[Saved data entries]
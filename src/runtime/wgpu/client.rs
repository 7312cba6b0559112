//! WebGPU Client implementation.
//!
//! `WgpuClient` owns the WebGPU device and queue for operation dispatch.
//!
//! # Thread Safety
//!
//! `WgpuClient` is `Clone` and the underlying wgpu::Device and wgpu::Queue
//! are already `Send + Sync`.

use std::collections::HashMap;
use std::sync::atomic::{AtomicU64, Ordering};
use std::sync::{Arc, OnceLock};
use std::time::Duration;

use parking_lot::Mutex;
use wgpu::{Buffer, BufferDescriptor, BufferUsages, Device, Queue};

use super::WgpuRuntime;
use super::device::{WgpuDevice, WgpuError, adapter_info, query_adapter_blocking};
use super::shaders::PipelineCache;
use crate::algorithm::WorkGroupConfig;
use crate::error::{Error, Result};
use crate::runtime::RuntimeClient;

/// How long a blocking wait may take before it is reported as a failure
const POLL_TIMEOUT: Duration = Duration::from_secs(60);

// ============================================================================
// WgpuClient
// ============================================================================

/// WebGPU Runtime Client.
///
/// All tensor buffers live in a process-wide registry keyed by the `u64`
/// handle stored in [`crate::tensor::Storage`]; the client resolves handles
/// to `wgpu::Buffer`s when it binds them.
#[derive(Clone)]
pub struct WgpuClient {
    /// GPU device identifier (with adapter info)
    pub(crate) device_id: WgpuDevice,

    /// WebGPU device handle
    pub(crate) wgpu_device: Arc<Device>,

    /// WebGPU queue for command submission
    pub(crate) queue: Arc<Queue>,

    /// Pipeline cache for compute shaders
    pub(crate) pipeline_cache: Arc<PipelineCache>,

    work_group_config: WorkGroupConfig,
}

impl std::fmt::Debug for WgpuClient {
    fn fmt(&self, f: &mut std::fmt::Formatter<'_>) -> std::fmt::Result {
        f.debug_struct("WgpuClient")
            .field("device", &self.device_id)
            .field("work_group_config", &self.work_group_config)
            .finish_non_exhaustive()
    }
}

impl WgpuClient {
    /// Get (or open) the shared client for a device.
    ///
    /// Clients are cached per adapter index, so every tensor on the same
    /// device shares one `wgpu::Device`.
    ///
    /// # Errors
    ///
    /// Returns an error if no suitable GPU adapter is found or device
    /// creation fails.
    pub fn new(device: WgpuDevice) -> std::result::Result<Self, WgpuError> {
        super::cache::get_or_create_client(&device)
    }

    /// Open a fresh logical device, bypassing the client cache.
    pub(crate) fn new_uncached(device: WgpuDevice) -> std::result::Result<Self, WgpuError> {
        let adapter = query_adapter_blocking(device.index)?;
        let limits = adapter.limits();

        let (wgpu_device, queue) = pollster::block_on(async {
            adapter
                .request_device(&wgpu::DeviceDescriptor {
                    label: Some("smmconv WebGPU Device"),
                    required_features: wgpu::Features::empty(),
                    required_limits: limits.clone(),
                    memory_hints: wgpu::MemoryHints::Performance,
                    trace: wgpu::Trace::Off,
                    experimental_features: wgpu::ExperimentalFeatures::default(),
                })
                .await
        })
        .map_err(|e| WgpuError::DeviceError(format!("{:?}", e)))?;

        let wgpu_device = Arc::new(wgpu_device);
        let queue = Arc::new(queue);
        let pipeline_cache = Arc::new(PipelineCache::new(wgpu_device.clone()));
        let device_id = WgpuDevice::with_info(device.index, adapter_info(&adapter, limits));

        log::debug!(
            "opened WebGPU device {} ({}, {:?})",
            device.index,
            device_id.adapter_name(),
            device_id.backend()
        );

        Ok(Self {
            device_id,
            wgpu_device,
            queue,
            pipeline_cache,
            work_group_config: WorkGroupConfig::default(),
        })
    }

    /// Use a different work-group size guess for launches from this client
    pub fn with_work_group_config(mut self, config: WorkGroupConfig) -> Self {
        self.work_group_config = config;
        self
    }

    /// Get reference to the WebGPU device.
    #[inline]
    pub fn wgpu_device(&self) -> &Device {
        &self.wgpu_device
    }

    /// Get reference to the WebGPU queue.
    #[inline]
    pub fn wgpu_queue(&self) -> &Queue {
        &self.queue
    }

    /// Get reference to the pipeline cache.
    #[inline]
    pub fn pipeline_cache(&self) -> &PipelineCache {
        &self.pipeline_cache
    }

    /// Create a staging buffer for CPU readback.
    pub fn create_staging_buffer(&self, label: &str, size: u64) -> Buffer {
        self.wgpu_device.create_buffer(&BufferDescriptor {
            label: Some(label),
            size,
            usage: BufferUsages::MAP_READ | BufferUsages::COPY_DST,
            mapped_at_creation: false,
        })
    }

    /// Create a uniform buffer holding `params`.
    pub fn create_uniform_buffer<T: bytemuck::Pod>(&self, label: &str, params: &T) -> Buffer {
        let buffer = self.wgpu_device.create_buffer(&BufferDescriptor {
            label: Some(label),
            size: std::mem::size_of::<T>() as u64,
            usage: BufferUsages::UNIFORM | BufferUsages::COPY_DST,
            mapped_at_creation: false,
        });
        self.queue
            .write_buffer(&buffer, 0, bytemuck::bytes_of(params));
        buffer
    }

    /// Submit commands and wait for completion.
    pub fn submit_and_wait(&self, encoder: wgpu::CommandEncoder) -> Result<()> {
        let submission = self.queue.submit(std::iter::once(encoder.finish()));
        self.wgpu_device
            .poll(wgpu::PollType::Wait {
                submission_index: Some(submission),
                timeout: Some(POLL_TIMEOUT),
            })
            .map_err(|e| Error::Backend(format!("GPU poll failed: {e}")))?;
        Ok(())
    }

    /// Read a mapped-readable staging buffer back to the host (blocking).
    pub fn read_buffer(&self, staging: &Buffer, output: &mut [u8]) -> Result<()> {
        let slice = staging.slice(..);

        let (sender, receiver) = std::sync::mpsc::channel();
        slice.map_async(wgpu::MapMode::Read, move |result| {
            let _ = sender.send(result);
        });

        self.wgpu_device
            .poll(wgpu::PollType::Wait {
                submission_index: None,
                timeout: Some(POLL_TIMEOUT),
            })
            .map_err(|e| Error::Backend(format!("GPU poll failed during buffer read: {e}")))?;

        let map_result = receiver.recv().map_err(|_| {
            Error::Backend("map_async callback was not invoked during buffer read".into())
        })?;
        map_result
            .map_err(|e| Error::Backend(format!("map_async failed during buffer read: {e}")))?;

        {
            let data = slice.get_mapped_range();
            output.copy_from_slice(&data[..output.len()]);
        }

        staging.unmap();
        Ok(())
    }
}

impl RuntimeClient<WgpuRuntime> for WgpuClient {
    fn device(&self) -> &WgpuDevice {
        &self.device_id
    }

    fn synchronize(&self) -> Result<()> {
        self.wgpu_device
            .poll(wgpu::PollType::Wait {
                submission_index: None,
                timeout: Some(POLL_TIMEOUT),
            })
            .map_err(|e| Error::Backend(format!("GPU poll failed: {e}")))?;
        Ok(())
    }

    fn work_group_config(&self) -> WorkGroupConfig {
        self.work_group_config
    }
}

// ============================================================================
// Buffer registry
// ============================================================================

/// WebGPU exposes no raw device pointers, so storage handles are ids into
/// this registry. Id 0 is reserved for empty allocations.
static BUFFER_REGISTRY: OnceLock<Mutex<HashMap<u64, Arc<Buffer>>>> = OnceLock::new();

static BUFFER_ID_COUNTER: AtomicU64 = AtomicU64::new(1);

fn buffer_registry() -> &'static Mutex<HashMap<u64, Arc<Buffer>>> {
    BUFFER_REGISTRY.get_or_init(|| Mutex::new(HashMap::new()))
}

/// Round a byte count up to the 4-byte granularity WebGPU copies require
#[inline]
pub(crate) fn aligned_size(size_bytes: usize) -> u64 {
    (size_bytes.div_ceil(4) * 4) as u64
}

/// Create a storage buffer and register it, returning its handle.
pub(crate) fn register_buffer(device: &Device, size_bytes: usize) -> u64 {
    let buffer = device.create_buffer(&BufferDescriptor {
        label: Some("smmconv tensor buffer"),
        size: aligned_size(size_bytes),
        usage: BufferUsages::STORAGE | BufferUsages::COPY_DST | BufferUsages::COPY_SRC,
        mapped_at_creation: false,
    });

    let id = BUFFER_ID_COUNTER.fetch_add(1, Ordering::Relaxed);
    buffer_registry().lock().insert(id, Arc::new(buffer));
    id
}

/// Drop a registered buffer; GPU memory is released with the last `Arc`.
pub(crate) fn release_buffer(id: u64) {
    if id == 0 {
        return;
    }
    buffer_registry().lock().remove(&id);
}

/// Get a buffer by its handle.
pub(crate) fn get_buffer(id: u64) -> Option<Arc<Buffer>> {
    if id == 0 {
        return None;
    }
    buffer_registry().lock().get(&id).cloned()
}

/// Like [`get_buffer`], reporting a missing handle as a backend error
pub(crate) fn require_buffer(id: u64, what: &str) -> Result<Arc<Buffer>> {
    get_buffer(id).ok_or_else(|| Error::Backend(format!("{what} buffer {id} not found")))
}

// ============================================================================
// Tests
// ============================================================================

> [What you will do]:
Report each line above that includes the string "WgpuError".

> [Solution below]:
use super::device::{WgpuDevice, WgpuError, adapter_info, query_adapter_blocking};
    pub fn new(device: WgpuDevice) -> std::result::Result<Self, WgpuError> {
    pub(crate) fn new_uncached(device: WgpuDevice) -> std::result::Result<Self, WgpuError> {
        .map_err(|e| WgpuError::DeviceError(format!("{:?}", e)))?;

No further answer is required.